While the Neurology paper showed a similar effect with blood pressure variability linked to increased infarct growth with intravenous tissue plasminogen activator (IV tPA), such findings are not widely known, Dr Prabhakaran said.

"Since this concept is not intuitive and not clinically utilized — we don't track variability on a daily basis in hospitals — clinicians may not grasp its importance."

He speculated that because the authors controlled for symptomatic hemorrhage and found that did not explain their findings, other mechanisms must exist.

"For example, it may be similar to [the Neurology study], which found infarct growth was common in patients with increased variability."

"Or, alternatively, non-neurological mechanisms such as cardiac complications may explain the association."

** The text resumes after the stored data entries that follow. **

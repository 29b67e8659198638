//! Aligned host memory for the matrices exchanged with the accelerator.
//!
//! Accelerator runtimes DMA directly out of host memory when it is aligned to
//! their boundary (64 bytes for the Intel FPGA OpenCL runtime); unaligned
//! buffers force an extra staging copy or are rejected outright.

use crate::dims::MatrixDims;
use crate::error::{Error, Result};
use crate::Element;
use rand::distributions::{Distribution, Standard};
use rand::Rng;
use std::alloc::{self, Layout};
use std::ops::{Deref, DerefMut};
use std::ptr::NonNull;

/// Alignment boundary required by the accelerator runtime, in bytes.
pub const ACCEL_ALIGNMENT: usize = 64;

/// A zero-initialized, heap-allocated slice of [`Element`]s with a guaranteed
/// alignment. Freed on drop.
pub struct AlignedBuffer {
    ptr: NonNull<Element>,
    len: usize,
    layout: Layout,
}

// SAFETY: AlignedBuffer uniquely owns its allocation, like Vec<Element>.
#[allow(unsafe_code)]
unsafe impl Send for AlignedBuffer {}
#[allow(unsafe_code)]
unsafe impl Sync for AlignedBuffer {}

#[allow(unsafe_code)]
impl AlignedBuffer {
    /// Allocates `len` zeroed elements aligned to `alignment` bytes.
    ///
    /// # Errors
    ///
    /// Returns [`Error::Allocation`] if `len` is zero, the layout is invalid
    /// (alignment not a power of two, size overflow), or the allocator fails.
    pub fn new(what: &str, len: usize, alignment: usize) -> Result<Self> {
        let fail = |message: String| Error::Allocation {
            what: what.to_string(),
            message,
        };

        if len == 0 {
            return Err(fail("zero-length buffer".to_string()));
        }
        let bytes = len
            .checked_mul(std::mem::size_of::<Element>())
            .ok_or_else(|| fail(format!("{len} elements overflow usize")))?;
        let align = alignment.max(std::mem::align_of::<Element>());
        let layout = Layout::from_size_align(bytes, align)
            .map_err(|e| fail(format!("invalid layout size={bytes} alignment={align}: {e}")))?;

        // SAFETY: layout has non-zero size (len > 0 and Element is not a ZST).
        let raw = unsafe { alloc::alloc_zeroed(layout) };
        let Some(ptr) = NonNull::new(raw.cast::<Element>()) else {
            return Err(fail(format!("allocator returned null for {bytes} bytes")));
        };

        crate::trace!("host", "allocated {what}: {len} elements ({bytes} bytes, align {align})");
        Ok(Self { ptr, len, layout })
    }

    /// Number of elements.
    #[must_use]
    pub const fn len(&self) -> usize {
        self.len
    }

    /// Always false: zero-length buffers are rejected at allocation.
    #[must_use]
    pub const fn is_empty(&self) -> bool {
        self.len == 0
    }

    /// Size in bytes.
    #[must_use]
    pub const fn byte_len(&self) -> usize {
        self.len * std::mem::size_of::<Element>()
    }

    /// Returns true if the start address is a multiple of `alignment`.
    /// Always false for an `alignment` that is not a power of two.
    #[must_use]
    pub fn is_aligned(&self, alignment: usize) -> bool {
        alignment.is_power_of_two() && (self.ptr.as_ptr() as usize) & (alignment - 1) == 0
    }

    /// Elements as a slice.
    #[must_use]
    pub fn as_slice(&self) -> &[Element] {
        // SAFETY: ptr is valid for len initialized (zeroed) elements for our lifetime.
        unsafe { std::slice::from_raw_parts(self.ptr.as_ptr(), self.len) }
    }

    /// Elements as a mutable slice.
    pub fn as_mut_slice(&mut self) -> &mut [Element] {
        // SAFETY: as above, and &mut self guarantees exclusive access.
        unsafe { std::slice::from_raw_parts_mut(self.ptr.as_ptr(), self.len) }
    }
}

#[allow(unsafe_code)]
impl Drop for AlignedBuffer {
    fn drop(&mut self) {
        // SAFETY: ptr was allocated in `new` with exactly this layout.
        unsafe { alloc::dealloc(self.ptr.as_ptr().cast::<u8>(), self.layout) };
    }
}

impl Deref for AlignedBuffer {
    type Target = [Element];

    fn deref(&self) -> &[Element] {
        self.as_slice()
    }
}

impl DerefMut for AlignedBuffer {
    fn deref_mut(&mut self) -> &mut [Element] {
        self.as_mut_slice()
    }
}

impl std::fmt::Debug for AlignedBuffer {
    fn fmt(&self, f: &mut std::fmt::Formatter<'_>) -> std::fmt::Result {
        f.debug_struct("AlignedBuffer")
            .field("len", &self.len)
            .field("align", &self.layout.align())
            .finish_non_exhaustive()
    }
}

/// Host-side A, B and accelerator-output C buffers for one run.
#[derive(Debug)]
pub struct HostBuffers {
    /// Input A (N×K), row-major.
    pub a: AlignedBuffer,
    /// Input B (K×M), row-major.
    pub b: AlignedBuffer,
    /// Output C read back from the accelerator (N×M), row-major.
    pub c_accel: AlignedBuffer,
    dims: MatrixDims,
}

impl HostBuffers {
    /// Allocates all three buffers for `dims` at the given alignment.
    ///
    /// Buffers allocated before a failing one are released on the error path.
    pub fn allocate(dims: MatrixDims, alignment: usize) -> Result<Self> {
        dims.validate()?;
        let a = AlignedBuffer::new("A", dims.a_len(), alignment)?;
        let b = AlignedBuffer::new("B", dims.b_len(), alignment)?;
        let c_accel = AlignedBuffer::new("C", dims.c_len(), alignment)?;
        Ok(Self { a, b, c_accel, dims })
    }

    /// Dimensions these buffers were sized for.
    #[must_use]
    pub const fn dims(&self) -> MatrixDims {
        self.dims
    }

    /// Fills A then B with independent uniform draws from `[0, 1)`.
    ///
    /// C is left untouched.
    pub fn fill_random<R: Rng + ?Sized>(&mut self, rng: &mut R) {
        fill_uniform(&mut self.a, rng);
        fill_uniform(&mut self.b, rng);
    }
}

/// Overwrites `data` with values from the element type's standard distribution.
pub fn fill_uniform<R: Rng + ?Sized>(data: &mut [Element], rng: &mut R) {
    for (slot, value) in data.iter_mut().zip(Standard.sample_iter(&mut *rng)) {
        *slot = value;
    }
}

#[cfg(test)]
mod tests {
    use super::*;
    use rand::rngs::StdRng;
    use rand::SeedableRng;

    #[test]
    fn test_aligned_buffer_zeroed_and_aligned() {
        let buf = AlignedBuffer::new("A", 100, ACCEL_ALIGNMENT).unwrap();
        assert_eq!(buf.len(), 100);
        assert_eq!(buf.byte_len(), 100 * std::mem::size_of::<Element>());
        assert!(buf.is_aligned(ACCEL_ALIGNMENT));
        assert!(buf.iter().all(|&v| v == 0.0));
    }

    #[test]
    fn test_aligned_buffer_large_alignment() {
        let buf = AlignedBuffer::new("A", 3, 4096).unwrap();
        assert!(buf.is_aligned(4096));
    }

    #[test]
    fn test_aligned_buffer_rejects_zero_length() {
        let err = AlignedBuffer::new("B", 0, ACCEL_ALIGNMENT).unwrap_err();
        assert!(matches!(err, Error::Allocation { .. }));
        assert!(err.to_string().contains("B"));
    }

    #[test]
    fn test_aligned_buffer_rejects_bad_alignment() {
        let err = AlignedBuffer::new("C", 8, 48).unwrap_err();
        assert!(matches!(err, Error::Allocation { .. }), "{err}");
    }

    #[test]
    fn test_aligned_buffer_rejects_overflow() {
        let err = AlignedBuffer::new("C", usize::MAX, ACCEL_ALIGNMENT).unwrap_err();
        assert!(matches!(err, Error::Allocation { .. }), "{err}");
    }

    #[test]
    fn test_is_aligned_rejects_invalid_alignment() {
        let buf = AlignedBuffer::new("A", 4, ACCEL_ALIGNMENT).unwrap();
        assert!(!buf.is_aligned(0));
        assert!(!buf.is_aligned(48));
        assert!(buf.is_aligned(1));
    }

    #[test]
    #[cfg(target_pointer_width = "64")]
    fn test_allocate_rejects_oversized_dims() {
        let dims = MatrixDims { n: 1 << 32, m: 1, k: 1 << 32 };
        let err = HostBuffers::allocate(dims, ACCEL_ALIGNMENT).unwrap_err();
        assert!(matches!(err, Error::ConfigInvalid { .. }), "{err}");
    }

    #[test]
    fn test_aligned_buffer_mutation() {
        let mut buf = AlignedBuffer::new("A", 4, ACCEL_ALIGNMENT).unwrap();
        buf[0] = 1.5;
        buf.as_mut_slice()[3] = -2.0;
        assert_eq!(buf.as_slice(), &[1.5, 0.0, 0.0, -2.0]);
    }

    #[test]
    fn test_host_buffers_sized_from_dims() {
        let dims = MatrixDims::new(3, 5, 7).unwrap();
        let bufs = HostBuffers::allocate(dims, ACCEL_ALIGNMENT).unwrap();
        assert_eq!(bufs.a.len(), 21);
        assert_eq!(bufs.b.len(), 35);
        assert_eq!(bufs.c_accel.len(), 15);
        assert_eq!(bufs.dims(), dims);
    }

    #[test]
    fn test_fill_random_touches_inputs_only() {
        let dims = MatrixDims::new(4, 4, 4).unwrap();
        let mut bufs = HostBuffers::allocate(dims, ACCEL_ALIGNMENT).unwrap();
        let mut rng = StdRng::seed_from_u64(1);
        bufs.fill_random(&mut rng);

        assert!(bufs.a.iter().all(|&v| (0.0..1.0).contains(&v)));
        assert!(bufs.b.iter().all(|&v| (0.0..1.0).contains(&v)));
        assert!(bufs.a.iter().any(|&v| v != 0.0));
        assert!(bufs.c_accel.iter().all(|&v| v == 0.0));
        assert_ne!(bufs.a.as_slice(), bufs.b.as_slice());
    }

    #[test]
    fn test_fill_random_is_deterministic_for_seed() {
        let dims = MatrixDims::new(2, 3, 4).unwrap();
        let mut first = HostBuffers::allocate(dims, ACCEL_ALIGNMENT).unwrap();
        let mut second = HostBuffers::allocate(dims, ACCEL_ALIGNMENT).unwrap();
        first.fill_random(&mut StdRng::seed_from_u64(7));
        second.fill_random(&mut StdRng::seed_from_u64(7));
        assert_eq!(first.a.as_slice(), second.a.as_slice());
        assert_eq!(first.b.as_slice(), second.b.as_slice());
    }
}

Further work exploring mechanisms of the association should include looking at various potential factors. In addition, the causes of variability, whether intrinsic (such as side of brain affected or posterior vs anterior circulation) or iatrogenic (due to medications administered), should be evaluated.

"The authors should also assess the relationship of blood pressure variation on outcomes in those with recanalization vs nonrecanalization," he added.

Known Marker

Anthony Kim, MD, medical director of the UCSF Stroke Center at the University of California, San Francisco, who chaired the session, noted that blood pressure variability is a known marker of autonomic tone and hemodynamic instability, yet ideal targets in acute care remain elusive.

"Acute blood pressure management is likely to be important for large-vessel strokes because we are trying to maintain collateral flow but still want to minimize the risk of reperfusion hemorrhage," he told Medscape Medical News.

"It's just that we don't have good evidence on the right targets for acute blood pressure management, nor do we really understand the factors which may modify these acute targets for individual patients."

He added that a caveat of the study is that, despite the link between increased blood pressure variation and worse outcomes, efforts to decrease that variation still may not change outcomes.

"There is limited ability to make causal inference with these observational data, even though important confounders, such as initial stroke severity and hemorrhage, were adjusted for," he said.

"But it still is possible that blood pressure variability is an innocent bystander and it could indeed be a marker of disease severity with residual confounding."

Dr Bennett, Dr Prabhakaran, and Dr Kim have disclosed no relevant financial relationships.

American Neurological Association (ANA) 2015 Annual Meeting. Abstract S255WIP. Presented September 27, 2015.